Audrey Horne is a band that have split the opinion of some of my more extreme metal following friends, mourning as they do the fact that a band once formed of members of Enslaved, Gorgoroth and the like did not slap on the corpse paint and growl. Instead, the band are clearly influenced by the rock of days gone by, and not the late sixties/early seventies sound of so many current retro sounding bands. Rather they musically move on a whole decade plus, an era of high heeled boots, shoulder pads, and big hair, and that’s just the men. So, true kvlt metal warriors look away; those willing to smile, read on.
‘Wolf In My Heart’ fires in first and sets the tone for the album, early Van Halen riffing mixed with massive choruses and a production that sounds like a huge pile of money was thrown at the album. I’m sure that’s not the case, but whoever was twiddling the knobs made every penny count in recreating a sumptuous layered sound as big as David Lee Roth’s ego! Okay, maybe not that big, but you must forgive my hyperbole. ‘Holy Roller’ rocks out the speakers next, a chugging fist pumper of a number that could happily ride shotgun with Saxon’s ‘Motorcycle Man’, whilst the twin guitar harmonies of ‘Out Of The City’ would put a twinkle into the late great Phil Lynott’s Irish eyes, as well as plastering a grin on my ugly mug.
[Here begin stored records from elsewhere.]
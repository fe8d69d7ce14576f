//! Markdown to Zim conversion engine.
//!
//! A [`Converter`] holds everything one document needs while it is being
//! converted: the link and footnote tables collected from definitions, the
//! placeholder table and the nesting counters. The passes are split over the
//! submodules, each adding methods to [`Converter`]:
//!
//! - [`definitions`]: strip link and footnote definitions into the tables
//! - [`block`]: fenced code, headings, block quotes and paragraphs
//! - [`lists`]: ordered and unordered lists
//! - [`inline`]: code spans, escapes, emphasis and strike-through
//! - [`links`]: inline, reference and image links, footnote references
//! - [`footnotes`]: the trailing footnote section

pub mod lexer;

mod block;
mod definitions;
mod footnotes;
mod inline;
mod links;
mod lists;

use crate::config::Config;
use crate::error::{ConvertError, Result};
use crate::placeholder::PlaceholderTable;
use regex::Regex;
use std::collections::HashMap;
use std::sync::LazyLock;

static LINE_ENDINGS: LazyLock<Regex> =
    LazyLock::new(|| Regex::new(r"\r\n|\r").expect("valid line ending regex"));

static WHITESPACE_ONLY_LINE: LazyLock<Regex> =
    LazyLock::new(|| Regex::new(r"(?m)^[ \t]+$").expect("valid blank line regex"));

/// Converts Markdown documents to Zim wiki markup.
///
/// One converter can be reused for any number of documents; all
/// per-document state is reset at the start of [`Converter::convert`].
///
/// # Example
///
/// ```
/// use md2zim::{Config, Converter};
///
/// let mut converter = Converter::new(Config::default()).unwrap();
/// assert_eq!(converter.convert("# Title\n"), "===== Title =====\n");
/// ```
#[derive(Debug)]
pub struct Converter {
    config: Config,
    link_definition: Regex,
    placeholders: PlaceholderTable,
    urls: HashMap<String, String>,
    titles: HashMap<String, String>,
    footnotes: HashMap<String, String>,
    footnote_ids: Vec<String>,
    list_level: usize,
    depth: usize,
    last_item_two_eols: bool,
}

impl Converter {
    /// Create a converter, validating the configuration.
    pub fn new(config: Config) -> Result<Self> {
        config.validate()?;
        let link_definition = definitions::link_definition_pattern(config.tab_width)?;
        Ok(Self {
            config,
            link_definition,
            placeholders: PlaceholderTable::new(),
            urls: HashMap::new(),
            titles: HashMap::new(),
            footnotes: HashMap::new(),
            footnote_ids: Vec::new(),
            list_level: 0,
            depth: 0,
            last_item_two_eols: false,
        })
    }

    /// The validated configuration this converter runs with.
    pub fn config(&self) -> &Config {
        &self.config
    }

    /// Convert one Markdown document to Zim markup.
    pub fn convert(&mut self, markdown: &str) -> String {
        self.reset();

        let text = self.normalize(markdown);
        let text = self.do_fenced_code_blocks(&text);
        let text = self.strip_footnote_definitions(&text);
        let text = self.strip_link_definitions(&text);
        log::debug!(
            "Collected {} link and {} footnote definitions",
            self.urls.len(),
            self.footnotes.len()
        );

        let text = match self.run_block_gamut(&text) {
            Ok(text) => text,
            Err(e) => {
                log::warn!("Block conversion skipped: {e}");
                text
            }
        };
        let mut text = self.add_footnotes(text);
        text.push('\n');

        debug_assert!(
            !self.placeholders.contains_token(&text),
            "placeholder token left in output"
        );
        debug_assert_eq!(self.list_level, 0);
        debug_assert_eq!(self.depth, 0);

        text
    }

    fn reset(&mut self) {
        self.placeholders = PlaceholderTable::new();
        self.urls.clear();
        self.titles.clear();
        self.footnotes.clear();
        self.footnote_ids.clear();
        self.list_level = 0;
        self.depth = 0;
        self.last_item_two_eols = false;
    }

    /// Unify line endings, pad the end, and empty whitespace-only lines.
    fn normalize(&self, markdown: &str) -> String {
        let mut text = LINE_ENDINGS.replace_all(markdown, "\n").into_owned();
        text.push_str("\n\n");
        WHITESPACE_ONLY_LINE.replace_all(&text, "").into_owned()
    }

    /// Run the block passes one level deeper. Fails once `max_depth` levels
    /// are open; the caller then leaves its construct as it was.
    pub(crate) fn run_block_gamut(&mut self, text: &str) -> Result<String> {
        if self.depth >= self.config.max_depth {
            return Err(ConvertError::StructuralLimit {
                limit: self.config.max_depth,
            }
            .into());
        }
        self.depth += 1;
        let result = self.block_gamut(text);
        self.depth -= 1;
        Ok(result)
    }
}

#[cfg(test)]
mod tests {
    use super::*;
    use pretty_assertions::assert_eq;

    fn convert(markdown: &str) -> String {
        let _ = env_logger::builder().is_test(true).try_init();
        Converter::new(Config::default()).unwrap().convert(markdown)
    }

    #[test]
    fn test_empty_input() {
        assert_eq!(convert(""), "\n");
    }

    #[test]
    fn test_plain_paragraphs() {
        assert_eq!(convert("one\n\n\n\ntwo"), "one\n\ntwo\n");
    }

    #[test]
    fn test_line_endings_normalized() {
        assert_eq!(convert("a\r\nb\rc"), convert("a\nb\nc"));
        assert_eq!(convert("a\r\n\r\nb"), "a\n\nb\n");
    }

    #[test]
    fn test_whitespace_only_lines_separate_paragraphs() {
        assert_eq!(convert("a\n   \nb"), "a\n\nb\n");
    }

    #[test]
    fn test_converter_is_reusable() {
        let mut converter = Converter::new(Config::default()).unwrap();
        let first = converter.convert("[a][x]\n\n[x]: http://x.com\n");
        assert_eq!(first, "[[http://x.com|a]]\n");
        // Definitions from the previous document are gone.
        assert_eq!(converter.convert("[a][x]\n"), "[a][x]\n");
    }

    #[test]
    fn test_config_is_kept() {
        let config = Config {
            max_depth: 8,
            ..Config::default()
        };
        let converter = Converter::new(config.clone()).unwrap();
        assert_eq!(converter.config(), &config);
    }

    #[test]
    fn test_invalid_config_rejected() {
        let config = Config {
            tab_width: 0,
            ..Config::default()
        };
        assert!(Converter::new(config).is_err());
    }

    #[test]
    fn test_deep_block_quotes_stay_bounded() {
        let config = Config {
            max_depth: 3,
            ..Config::default()
        };
        let markdown = format!("{} deep\n", ">".repeat(10));
        let out = Converter::new(config).unwrap().convert(&markdown);
        assert!(out.contains("deep"));
        assert!(out.starts_with("'''"));
    }

    #[test]
    fn test_no_placeholder_leaks() {
        let out = convert("\\* `a_b` **[x](http://a_b.com)** ![i](p*q.png)\n");
        assert!(!out.contains("md2z"));
        assert_eq!(out, "* `a_b` **[[http://a_b.com|x]]** {{p*q.png}}\n");
    }
}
Hell, my memories were even thrown back to formative images of a leather clad Suzy Quatro with the stomping opening of ‘Tales From the Crypt’, the stripped back verses and pounding rhythm sounding like they lived on ‘Devil Gate Drive’, even if the lyrics jump forward to 1986.
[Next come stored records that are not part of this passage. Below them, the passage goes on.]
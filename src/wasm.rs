//! WebAssembly bindings for JavaScript/TypeScript.

#![cfg(feature = "wasm")]

use crate::config::Config;
use crate::convert;
use wasm_bindgen::prelude::*;

/// Convert Markdown to Zim markup.
///
/// # Arguments
///
/// * `input` - The Markdown source text.
/// * `options` - Optional configuration object.
///
/// # Returns
///
/// The Zim markup.
#[wasm_bindgen(js_name = convertMarkdown)]
pub fn convert_markdown(input: &str, options: Option<ConvertOptions>) -> Result<String, JsError> {
    let config = options.map(|o| o.to_config()).unwrap_or_default();
    convert(input, &config).map_err(|e| JsError::new(&e.to_string()))
}

/// Engine limits for a conversion.
#[wasm_bindgen]
pub struct ConvertOptions {
    config: Config,
}

#[wasm_bindgen]
impl ConvertOptions {
    /// Create a new options object with defaults.
    #[wasm_bindgen(constructor)]
    pub fn new() -> Self {
        Self {
            config: Config::default(),
        }
    }

    /// Set the width of one indentation level.
    #[wasm_bindgen(js_name = setTabWidth)]
    pub fn set_tab_width(&mut self, tab_width: usize) {
        self.config.tab_width = tab_width;
    }

    /// Set how many bytes to scan for the `]` closing a link text.
    #[wasm_bindgen(js_name = setMaxLinkTextScan)]
    pub fn set_max_link_text_scan(&mut self, max_link_text_scan: usize) {
        self.config.max_link_text_scan = max_link_text_scan;
    }

    /// Set the maximum nesting of quotes and lists.
    #[wasm_bindgen(js_name = setMaxDepth)]
    pub fn set_max_depth(&mut self, max_depth: usize) {
        self.config.max_depth = max_depth;
    }

    fn to_config(&self) -> Config {
        self.config.clone()
    }
}

impl Default for ConvertOptions {
    fn default() -> Self {
        Self::new()
    }
}

/// Get the library version.
#[wasm_bindgen(js_name = getVersion)]
pub fn get_version() -> String {
    env!("CARGO_PKG_VERSION").to_string()
}

// TypeScript type definitions for documentation
/// ```typescript
/// // md2zim.d.ts
///
/// /**
///  * Convert Markdown to Zim wiki markup.
///  * @param input - The Markdown source text
///  * @param options - Optional limits
///  * @returns The Zim markup
///  */
/// export function convertMarkdown(input: string, options?: ConvertOptions): string;
///
/// /**
///  * Get the library version.
///  * @returns Version string
///  */
/// export function getVersion(): string;
///
/// export class ConvertOptions {
///     constructor();
///     setTabWidth(tabWidth: number): void;
///     setMaxLinkTextScan(maxLinkTextScan: number): void;
///     setMaxDepth(maxDepth: number): void;
/// }
/// ```
const _: () = ();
Whilst the period of rock that the band are so clearly so respectful of is somewhat out of fashion these days, and remaining acts from that period that are still touring tend to be over the top dinosaurs like Kiss, Audrey Horne have dug through the mud of that period, found some real gems, and energetically polished them into a product that is just plain and simply fun. ‘Into The Wild’ has got riffs and hooks aplenty to get an audience chanting along and fists to be raised with bandanas tied around the wrists, whilst ‘Gravity’ to me just screams of late Bad Company, a track which like the whole of ‘Pure Heavy’ is dripping with note perfect hard rock. Hell, if you even want a bit of NWOBHM, the band deliver that in spades with ‘High And Dry’, a number that is just lacking Di’Anno’s growl to complete the temporal jump back to 1978.
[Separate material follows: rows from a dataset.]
//! Extraction of link and footnote definitions.

use super::lexer::{dedent, footnote_definition_start, normalize_footnote_id};
use super::Converter;
use crate::error::Result;
use regex::{Captures, Regex};
use std::sync::LazyLock;

static BARE_AMPERSAND: LazyLock<Regex> = LazyLock::new(|| {
    Regex::new(r"&(#?[xX]?(?:[0-9a-fA-F]+|\w+);)?").expect("valid ampersand regex")
});

/// Build the link definition pattern for a given tab width:
///
/// ```text
/// [id]: url "optional title"
/// ```
///
/// indented by less than one tab. The url may be wrapped in `<>` and the
/// title may sit on the next line, quoted with `"`, `'` or `()`.
pub(crate) fn link_definition_pattern(tab_width: usize) -> Result<Regex> {
    let max_indent = tab_width.saturating_sub(1);
    let pattern = format!(
        r#"(?m)^[ ]{{0,{max_indent}}}\[(.+)\]:[ \t]*\n?[ \t]*<?(.+?)>?(?:(?:[ \t]+|[ \t]*\n[ \t]*)['"(]([^\n]*)['")])?[ \t]*(?:\n+|\z)"#
    );
    Ok(Regex::new(&pattern)?)
}

/// Encode `&`, `<` and `>` that do not already start an entity or a tag.
pub(crate) fn encode_amps_and_angles(text: &str) -> String {
    let text = BARE_AMPERSAND.replace_all(text, |caps: &Captures| match caps.get(1) {
        Some(entity) => format!("&{}", entity.as_str()),
        None => "&amp;".to_string(),
    });

    let mut out = String::with_capacity(text.len());
    let mut chars = text.chars().peekable();
    while let Some(c) = chars.next() {
        match c {
            '<' if !chars
                .peek()
                .is_some_and(|n| n.is_ascii_alphabetic() || matches!(n, '/' | '?' | '$' | '!')) =>
            {
                out.push_str("&lt;");
            }
            '>' if !out.chars().next_back().is_some_and(|p| {
                p.is_ascii_alphanumeric() || matches!(p, '?' | '!' | '/' | '\'' | '"' | '-')
            }) =>
            {
                out.push_str("&gt;");
            }
            _ => out.push(c),
        }
    }
    out
}

fn is_continuation(line: &str, tab_width: usize) -> bool {
    line.starts_with('\t')
        || (line.len() >= tab_width && line.bytes().take(tab_width).all(|b| b == b' '))
}

fn is_blank(line: &str) -> bool {
    line.trim().is_empty()
}

impl Converter {
    /// Remove `[id]: url "title"` lines, recording the url and title under
    /// the lowercased id.
    pub(crate) fn strip_link_definitions(&mut self, text: &str) -> String {
        let urls = &mut self.urls;
        let titles = &mut self.titles;
        self.link_definition
            .replace_all(text, |caps: &Captures| {
                let id = caps[1].to_lowercase();
                log::trace!("Link definition: {id}");
                urls.insert(id.clone(), encode_amps_and_angles(&caps[2]));
                if let Some(title) = caps.get(3).filter(|t| !t.as_str().is_empty()) {
                    titles.insert(id, title.as_str().to_string());
                }
                ""
            })
            .into_owned()
    }

    /// Remove `[^id]: body` definitions, recording each body under its
    /// normalized id. The body runs over following lines indented by one
    /// tab, blank lines between them included.
    pub(crate) fn strip_footnote_definitions(&mut self, text: &str) -> String {
        let tab_width = self.config.tab_width;
        let lines: Vec<&str> = text.split_inclusive('\n').collect();
        let mut out = String::with_capacity(text.len());
        let mut i = 0;

        while i < lines.len() {
            let line = lines[i];
            let head = footnote_definition_start(line.trim_end_matches('\n'), tab_width - 1);
            let Ok((rest, raw_id)) = head else {
                out.push_str(line);
                i += 1;
                continue;
            };

            let mut body = String::new();
            let mut next = i + 1;
            if rest.trim().is_empty() {
                // Body starts on the next non-blank line.
                body.push('\n');
                while next < lines.len() && is_blank(lines[next]) {
                    next += 1;
                }
                if let Some(first) = lines.get(next) {
                    body.push_str(first);
                    next += 1;
                }
            } else {
                body.push_str(rest);
                body.push('\n');
            }

            loop {
                let mut after_blanks = next;
                while after_blanks < lines.len() && is_blank(lines[after_blanks]) {
                    after_blanks += 1;
                }
                match lines.get(after_blanks) {
                    Some(line) if is_continuation(line, tab_width) => {
                        for blank in &lines[next..after_blanks] {
                            body.push_str(blank);
                        }
                        body.push_str(line);
                        next = after_blanks + 1;
                    }
                    _ => {
                        next = after_blanks;
                        break;
                    }
                }
            }

            let skip_first_line = !body.starts_with('\n');
            let body = dedent(&body, 8, skip_first_line);
            let id = normalize_footnote_id(raw_id);
            log::trace!("Footnote definition: {id}");
            self.footnotes.insert(id, format!("{}\n\n", body.trim()));
            i = next;
        }

        out
    }
}
//! Converter configuration, loaded from TOML.

use crate::error::{ConfigError, Result};
use serde::Deserialize;
use std::env;
use std::fs;
use std::path::{Path, PathBuf};

/// File names searched for in the input's directory and its ancestors.
const CANDIDATE_NAMES: &[&str] = &[".md2zim.toml", "md2zim.toml"];

/// Configuration for a conversion.
#[derive(Debug, Clone, PartialEq, Eq, Deserialize)]
#[serde(default, deny_unknown_fields)]
pub struct Config {
    /// Width of one indentation level, used by definitions and lists.
    pub tab_width: usize,
    /// How far to scan for the `]` closing a link text before giving up.
    pub max_link_text_scan: usize,
    /// Maximum nesting of block quotes, loose list items and lists.
    pub max_depth: usize,
    /// Suffix appended to the input file stem for the default output path.
    pub output_suffix: String,
}

impl Default for Config {
    fn default() -> Self {
        Self {
            tab_width: 4,
            max_link_text_scan: 3000,
            max_depth: 64,
            output_suffix: "_md2zim".to_string(),
        }
    }
}

impl Config {
    /// Parse a configuration from TOML source. `origin` is only used in errors.
    pub fn from_toml_str(source: &str, origin: &str) -> Result<Self> {
        let config: Config = toml::from_str(source).map_err(|e| ConfigError::Toml {
            path: origin.to_string(),
            message: e.to_string(),
        })?;
        config.validate()?;
        Ok(config)
    }

    /// Reject values the engine cannot work with.
    pub fn validate(&self) -> Result<()> {
        if self.tab_width == 0 {
            return Err(ConfigError::Invalid("tab_width must be at least 1".into()).into());
        }
        if self.max_link_text_scan == 0 {
            return Err(
                ConfigError::Invalid("max_link_text_scan must be at least 1".into()).into(),
            );
        }
        if self.max_depth == 0 {
            return Err(ConfigError::Invalid("max_depth must be at least 1".into()).into());
        }
        Ok(())
    }
}

fn read_config(path: &Path) -> Result<Config> {
    log::debug!("Reading config from: {}", path.display());
    let source = fs::read_to_string(path)?;
    let config = Config::from_toml_str(&source, &path.display().to_string())?;
    log::info!("Loaded config from: {}", path.display());
    Ok(config)
}

fn find_in_tree(start_dir: &Path) -> Option<PathBuf> {
    start_dir.ancestors().find_map(|dir| {
        CANDIDATE_NAMES
            .iter()
            .map(|name| dir.join(name))
            .find(|p| p.is_file())
    })
}

fn xdg_config_path() -> Option<PathBuf> {
    let base = env::var("XDG_CONFIG_HOME")
        .map(PathBuf::from)
        .or_else(|_| env::var("HOME").map(|home| Path::new(&home).join(".config")))
        .ok()?;
    let path = base.join("md2zim").join("config.toml");
    path.is_file().then_some(path)
}

/// Load configuration with precedence:
/// 1) explicit path (error if unreadable or invalid)
/// 2) walk up from `start_dir`: `.md2zim.toml`, `md2zim.toml`
/// 3) `$XDG_CONFIG_HOME/md2zim/config.toml` or `~/.config/md2zim/config.toml`
/// 4) defaults
pub fn load(explicit: Option<&Path>, start_dir: &Path) -> Result<(Config, Option<PathBuf>)> {
    if let Some(path) = explicit {
        let config = read_config(path)?;
        return Ok((config, Some(path.to_path_buf())));
    }

    for candidate in [find_in_tree(start_dir), xdg_config_path()].into_iter().flatten() {
        match read_config(&candidate) {
            Ok(config) => return Ok((config, Some(candidate))),
            Err(e) => log::warn!("Ignoring config {}: {}", candidate.display(), e),
        }
    }

    log::debug!("No config file found, using defaults");
    Ok((Config::default(), None))
}
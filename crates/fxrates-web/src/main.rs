use std::net::SocketAddr;

use fxrates_web::{app_router, build_state, init_tracing, start_maintenance_sweeper, Config};

#[tokio::main]
async fn main() -> anyhow::Result<()> {
    let config = Config::from_env();
    init_tracing();
    let state = build_state(&config).await?;
    start_maintenance_sweeper(state.clone());

    let router = app_router(state.clone());
    tracing::info!("Listening on {}", config.listen_addr);
    let listener = tokio::net::TcpListener::bind(&config.listen_addr).await?;
    axum::serve(
        listener,
        router.into_make_service_with_connect_info::<SocketAddr>(),
    )
    .with_graceful_shutdown(shutdown_signal())
    .await?;

    state.warehouse.close().await;
    tracing::info!("Shut down cleanly");
    Ok(())
}

async fn shutdown_signal() {
    if let Err(error) = tokio::signal::ctrl_c().await {
        tracing::warn!(%error, "failed to listen for shutdown signal");
    }
}
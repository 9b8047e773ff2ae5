use std::time::Duration;

/// Runtime configuration, read from the environment with baked-in defaults.
#[derive(Debug, Clone)]
pub struct Config {
    pub listen_addr: String,
    pub database_url: String,
    pub cache_ttl: Duration,
}

impl Config {
    pub fn from_env() -> Self {
        let listen_addr =
            std::env::var("FX_LISTEN_ADDR").unwrap_or_else(|_| "127.0.0.1:8000".to_owned());
        let database_url = std::env::var("FX_DATABASE_URL")
            .unwrap_or_else(|_| "sqlite://fxrates.db?mode=rwc".to_owned());
        let cache_ttl_secs = std::env::var("FX_CACHE_TTL_SECS")
            .ok()
            .and_then(|raw| raw.parse::<u64>().ok())
            .unwrap_or(300);

        Self {
            listen_addr,
            database_url,
            cache_ttl: Duration::from_secs(cache_ttl_secs),
        }
    }
}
I’ve been lucky enough to catch Audrey Horne live at what was sadly a massively under-attended gig in Glasgow, and the band played with an energy and enthusiasm undiminished by the poor turn-out. That same passion comes through in each and every track on the album; ‘Pure Heavy’ is not an album of darkness and shoe gazing, it is one of unashamed joy, and in my book, there’s nothing wrong with that folks.